- DIRECTIONS
Go through the records underneath and write each one out again exactly.

[Opening GIVEN ENTRIES section]

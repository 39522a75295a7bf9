//! Synthetic walks and stand-in models shared by the unit tests

use std::f64::consts::PI;
use std::sync::atomic::{AtomicUsize, Ordering};
use std::sync::Arc;

use crate::config::PipelineConfig;
use crate::error::Result;
use crate::models::{LinearModel, Model, ModelSet, TreeEnsemble};
use crate::session::SessionContext;
use crate::types::{
    Gender, Sample, SubjectProfile, Window, CORRECTION_DIM_31, FEATURE_DIM_108, STRIDE_DIM_90,
};

pub const ENERGY_WATTS: f64 = 250.0;

pub fn profile() -> SubjectProfile {
    SubjectProfile::new(1.75, 70.0, 30.0, Gender::Male).unwrap()
}

/// 1 Hz thigh swing at 50 Hz, gravity on +y. Forward swing peaks at 4.5 rad/s.
pub fn walking_samples(n: usize, t0: f64) -> Vec<Sample> {
    (0..n)
        .map(|i| {
            let phase = 2.0 * PI * (i as f64 + 0.3) / 50.0;
            Sample::new(
                t0 + i as f64 / 50.0,
                [3.0 * (phase.sin() + 0.5), 0.3 * phase.cos(), 0.0],
                [0.0, 9.81, 0.0],
            )
        })
        .collect()
}

/// Phone at rest with a little sensor noise.
pub fn stationary_samples(n: usize, t0: f64) -> Vec<Sample> {
    (0..n)
        .map(|i| {
            let wobble = 0.002 * (i as f64 * 0.7).sin();
            Sample::new(t0 + i as f64 / 50.0, [wobble, -wobble, 0.0], [0.0, 9.81, wobble])
        })
        .collect()
}

pub fn window_of(index: u64, samples: Vec<Sample>) -> Window {
    Window { index, samples }
}

/// Small bin-dependent artifact so no corrected axis is constant.
pub fn correction_model() -> Arc<dyn Model> {
    let intercept = (0..STRIDE_DIM_90).map(|i| 0.01 * i as f64).collect();
    Arc::new(LinearModel::new(vec![vec![0.0; CORRECTION_DIM_31]; STRIDE_DIM_90], intercept).unwrap())
}

pub fn constant_model(value: f64) -> Arc<dyn Model> {
    Arc::new(TreeEnsemble::new(FEATURE_DIM_108, value, Vec::new()).unwrap())
}

/// Energy model reporting two outputs instead of one.
pub fn wide_energy_model() -> Arc<dyn Model> {
    Arc::new(LinearModel::new(vec![vec![0.0; FEATURE_DIM_108]; 2], vec![0.0; 2]).unwrap())
}

/// Correction model that returns NaN on its `poison_call`-th call (0-based).
pub struct CountingCorrection {
    inner: Arc<dyn Model>,
    calls: AtomicUsize,
    poison_call: usize,
}

impl Model for CountingCorrection {
    fn input_dim(&self) -> usize {
        self.inner.input_dim()
    }

    fn output_dim(&self) -> usize {
        self.inner.output_dim()
    }

    fn predict(&self, input: &[f64]) -> Result<Vec<f64>> {
        let call = self.calls.fetch_add(1, Ordering::SeqCst);
        let mut output = self.inner.predict(input)?;
        if call == self.poison_call {
            output[0] = f64::NAN;
        }
        Ok(output)
    }
}

pub fn counting_correction(poison_call: usize) -> Arc<dyn Model> {
    Arc::new(CountingCorrection {
        inner: correction_model(),
        calls: AtomicUsize::new(0),
        poison_call,
    })
}

pub fn models(correction: Arc<dyn Model>, energy: Option<Arc<dyn Model>>) -> ModelSet {
    ModelSet::new(correction, energy.unwrap_or_else(|| constant_model(ENERGY_WATTS))).unwrap()
}

pub fn context_with_models(config: PipelineConfig, models: ModelSet) -> SessionContext {
    SessionContext::new(profile(), config, models).unwrap()
}

pub fn context(config: PipelineConfig) -> SessionContext {
    context_with_models(config, models(correction_model(), None))
}

pub fn context_with(config: PipelineConfig, energy: Arc<dyn Model>) -> SessionContext {
    context_with_models(config, models(correction_model(), Some(energy)))
}
/// Signal conditioning for the gait pipeline
///
/// Zero-phase low-pass filtering of raw IMU blocks and band-limited
/// resampling of stride segments.

pub mod butterworth;
pub mod resample;

pub use butterworth::ZeroPhaseLowPass;
pub use resample::{resample, resample_axes};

[Closing GIVEN ENTRIES section]

- WORKED SOLUTION
repository 39522a75295a7bf9
//! Synthetic walks and stand-in models shared by the unit tests

use std::f64::consts::PI;
use std::sync::atomic::{AtomicUsize, Ordering};
use std::sync::Arc;

use crate::config::PipelineConfig;
use crate::error::Result;
use crate::models::{LinearModel, Model, ModelSet, TreeEnsemble};
use crate::session::SessionContext;
use crate::types::{
    Gender, Sample, SubjectProfile, Window, CORRECTION_DIM_31, FEATURE_DIM_108, STRIDE_DIM_90,
};

pub const ENERGY_WATTS: f64 = 250.0;

pub fn profile() -> SubjectProfile {
    SubjectProfile::new(1.75, 70.0, 30.0, Gender::Male).unwrap()
}

/// 1 Hz thigh swing at 50 Hz, gravity on +y. Forward swing peaks at 4.5 rad/s.
pub fn walking_samples(n: usize, t0: f64) -> Vec<Sample> {
    (0..n)
        .map(|i| {
            let phase = 2.0 * PI * (i as f64 + 0.3) / 50.0;
            Sample::new(
                t0 + i as f64 / 50.0,
                [3.0 * (phase.sin() + 0.5), 0.3 * phase.cos(), 0.0],
                [0.0, 9.81, 0.0],
            )
        })
        .collect()
}

/// Phone at rest with a little sensor noise.
pub fn stationary_samples(n: usize, t0: f64) -> Vec<Sample> {
    (0..n)
        .map(|i| {
            let wobble = 0.002 * (i as f64 * 0.7).sin();
            Sample::new(t0 + i as f64 / 50.0, [wobble, -wobble, 0.0], [0.0, 9.81, wobble])
        })
        .collect()
}

pub fn window_of(index: u64, samples: Vec<Sample>) -> Window {
    Window { index, samples }
}

/// Small bin-dependent artifact so no corrected axis is constant.
pub fn correction_model() -> Arc<dyn Model> {
    let intercept = (0..STRIDE_DIM_90).map(|i| 0.01 * i as f64).collect();
    Arc::new(LinearModel::new(vec![vec![0.0; CORRECTION_DIM_31]; STRIDE_DIM_90], intercept).unwrap())
}

pub fn constant_model(value: f64) -> Arc<dyn Model> {
    Arc::new(TreeEnsemble::new(FEATURE_DIM_108, value, Vec::new()).unwrap())
}

/// Energy model reporting two outputs instead of one.
pub fn wide_energy_model() -> Arc<dyn Model> {
    Arc::new(LinearModel::new(vec![vec![0.0; FEATURE_DIM_108]; 2], vec![0.0; 2]).unwrap())
}

/// Correction model that returns NaN on its `poison_call`-th call (0-based).
pub struct CountingCorrection {
    inner: Arc<dyn Model>,
    calls: AtomicUsize,
    poison_call: usize,
}

impl Model for CountingCorrection {
    fn input_dim(&self) -> usize {
        self.inner.input_dim()
    }

    fn output_dim(&self) -> usize {
        self.inner.output_dim()
    }

    fn predict(&self, input: &[f64]) -> Result<Vec<f64>> {
        let call = self.calls.fetch_add(1, Ordering::SeqCst);
        let mut output = self.inner.predict(input)?;
        if call == self.poison_call {
            output[0] = f64::NAN;
        }
        Ok(output)
    }
}

pub fn counting_correction(poison_call: usize) -> Arc<dyn Model> {
    Arc::new(CountingCorrection {
        inner: correction_model(),
        calls: AtomicUsize::new(0),
        poison_call,
    })
}

pub fn models(correction: Arc<dyn Model>, energy: Option<Arc<dyn Model>>) -> ModelSet {
    ModelSet::new(correction, energy.unwrap_or_else(|| constant_model(ENERGY_WATTS))).unwrap()
}

pub fn context_with_models(config: PipelineConfig, models: ModelSet) -> SessionContext {
    SessionContext::new(profile(), config, models).unwrap()
}

pub fn context(config: PipelineConfig) -> SessionContext {
    context_with_models(config, models(correction_model(), None))
}

pub fn context_with(config: PipelineConfig, energy: Arc<dyn Model>) -> SessionContext {
    context_with_models(config, models(correction_model(), Some(energy)))
}
/// Signal conditioning for the gait pipeline
///
/// Zero-phase low-pass filtering of raw IMU blocks and band-limited
/// resampling of stride segments.

pub mod butterworth;
pub mod resample;

pub use butterworth::ZeroPhaseLowPass;
pub use resample::{resample, resample_axes};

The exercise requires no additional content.